[Collected data]
'''

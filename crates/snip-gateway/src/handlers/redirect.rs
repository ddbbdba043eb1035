use axum::extract::rejection::QueryRejection;
use axum::extract::{Path, Query, State};
use axum::http::{header, HeaderMap, StatusCode};
use axum::response::{IntoResponse, Response};
use snip_core::ShortCode;
use snip_redirector::RedirectRequest;

use crate::error::{AppError, Result};
use crate::handlers::ClientIp;
use crate::model::RedirectQuery;
use crate::state::AppState;

pub const PASSWORD_HEADER: &str = "x-link-password";

fn password(query: RedirectQuery, headers: &HeaderMap) -> Option<String> {
    query.password.or_else(|| {
        headers
            .get(PASSWORD_HEADER)
            .and_then(|value| value.to_str().ok())
            .map(str::to_string)
    })
}

pub async fn redirect_handler(
    Path(short_code): Path<String>,
    State(state): State<AppState>,
    ClientIp(client_ip): ClientIp,
    query: std::result::Result<Query<RedirectQuery>, QueryRejection>,
    headers: HeaderMap,
) -> Result<Response> {
    // a malformed code can never have been issued
    let code = ShortCode::new(short_code.as_str())
        .map_err(|_| AppError::NotFound(format!("short code not found: {short_code}")))?;

    // an unreadable query string counts as no password
    let query = query.map(|Query(query)| query).unwrap_or_default();
    let mut request = RedirectRequest::new(code, client_ip);
    request.password = password(query, &headers);

    let redirect = state.redirector().redirect(request).await?;

    Ok((
        StatusCode::FOUND,
        [(header::LOCATION, redirect.original_url)],
    )
        .into_response())
}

'''

REQUIRED ACTION:
Beginning at the line with "have been issued" and ending at the last line of the entries, print every line exactly.

SOLUTION TO THIS TASK:
    // a malformed code can never have been issued
    let code = ShortCode::new(short_code.as_str())
        .map_err(|_| AppError::NotFound(format!("short code not found: {short_code}")))?;

    // an unreadable query string counts as no password
    let query = query.map(|Query(query)| query).unwrap_or_default();
    let mut request = RedirectRequest::new(code, client_ip);
    request.password = password(query, &headers);

    let redirect = state.redirector().redirect(request).await?;

    Ok((
        StatusCode::FOUND,
        [(header::LOCATION, redirect.original_url)],
    )
        .into_response())
}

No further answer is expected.